In either case, the question will be whether consumers will opt for lower premiums even if they significantly reduce provider choice. This was not a trade off many were willing to make in the past. But health care reform is fundamentally changing the economics of the industry.
Consumer sensitivity to health care costs, competition and capitation arrangements will increase pressure for all parties to reduce prices – one way or another. If doctors and hospitals can’t figure out how to improve the efficiency of their care delivery or are unwilling to accept less individual revenue in return for greater volume, the consolidation process could force them to simply do more to compensate for lost income.
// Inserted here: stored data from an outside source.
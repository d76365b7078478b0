//! Permission rule evaluation
//!
//! Converts an (actor standing, claim, action) triple into an allow/deny
//! decision. The universe gathers the inputs (claim lookup, membership,
//! alliance) and the functions here stay pure so rules are testable without
//! shared state.

use serde::{Deserialize, Serialize};

use crate::core::config::WildernessAccess;
use crate::core::types::ActionKind;
use crate::territory::claim::Claim;

/// The relationship between an acting player and the polity owning a claim
#[derive(Debug, Clone, Copy, PartialEq, Eq)]
pub enum Standing {
    /// Member of the owning polity
    Member,
    /// Member of an allied polity (same federation, or mutually allied
    /// federations)
    Ally,
    /// Everyone else
    Outsider,
}

/// Which standings an action is open to
#[derive(Debug, Clone, Copy, PartialEq, Eq, Serialize, Deserialize)]
pub struct AccessMatrix {
    pub member: bool,
    pub ally: bool,
    pub outsider: bool,
}

impl AccessMatrix {
    pub const fn members_only() -> Self {
        Self {
            member: true,
            ally: false,
            outsider: false,
        }
    }

    pub fn permits(&self, standing: Standing) -> bool {
        match standing {
            Standing::Member => self.member,
            Standing::Ally => self.ally,
            Standing::Outsider => self.outsider,
        }
    }
}

impl Default for AccessMatrix {
    fn default() -> Self {
        Self::members_only()
    }
}

/// A polity's permission rules, one access matrix per action kind
#[derive(Debug, Clone, Copy, PartialEq, Eq, Default, Serialize, Deserialize)]
pub struct PolityPermissions {
    pub build: AccessMatrix,
    pub destroy: AccessMatrix,
    pub switch: AccessMatrix,
    pub item_use: AccessMatrix,
}

impl PolityPermissions {
    pub fn matrix(&self, action: ActionKind) -> &AccessMatrix {
        match action {
            ActionKind::Build => &self.build,
            ActionKind::Destroy => &self.destroy,
            ActionKind::Switch => &self.switch,
            ActionKind::ItemUse => &self.item_use,
        }
    }
}

/// A resolved permission decision
#[derive(Debug, Clone, PartialEq, Eq)]
pub enum Decision {
    Allow,
    Deny { reason: String },
}

impl Decision {
    pub fn is_allowed(&self) -> bool {
        matches!(self, Decision::Allow)
    }

    pub fn deny_reason(&self) -> Option<&str> {
        match self {
            Decision::Allow => None,
            Decision::Deny { reason } => Some(reason),
        }
    }
}

/// Decide an action on claimed territory
pub fn decide_claimed(
    claim: &Claim,
    owner_name: &str,
    permissions: &PolityPermissions,
    standing: Standing,
    action: ActionKind,
) -> Decision {
    if permissions.matrix(action).permits(standing) {
        Decision::Allow
    } else {
        Decision::Deny {
            reason: format!(
                "You are not permitted to {} in {} at {}",
                action.label(),
                owner_name,
                claim.coord
            ),
        }
    }
}

/// Decide an action on unclaimed territory
pub fn decide_wilderness(wilderness: &WildernessAccess, action: ActionKind) -> Decision {
    let allowed = match action {
        ActionKind::Build => wilderness.build,
        ActionKind::Destroy => wilderness.destroy,
        ActionKind::Switch => wilderness.switch,
        ActionKind::ItemUse => wilderness.item_use,
    };
    if allowed {
        Decision::Allow
    } else {
        Decision::Deny {
            reason: format!("You are not permitted to {} in the wilderness", action.label()),
        }
    }
}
Or, alternatively, they may join together and use market size and clout to increase their payments.
So, does the saga of Silicon Valley spins and splits portent the next wave of announcements in health care? No one’s sure quite yet. But one way or another, size will drive the economics of health care. If providers consolidate for greater market control, prices will probably go up. But if they merge to achieve economies of scale, costs could go down.
If insurance companies spin off the expensive parts of their delivery system, costs will go down assuming patients are willing to accept a dramatically reduced set of choices. But if hospital systems and for-profit insurance companies focus exclusively on margin generation, they may reduce unprofitable services and close hospitals in the most socioeconomically challenged communities they serve.
No one really knows whether the consolidation activities of today will reverse as they did in the 1990s. But with the economic pressures facing governmental agencies and commercial businesses, the size of health care’s business units will change in one direction or another. Only time will tell which way it will be.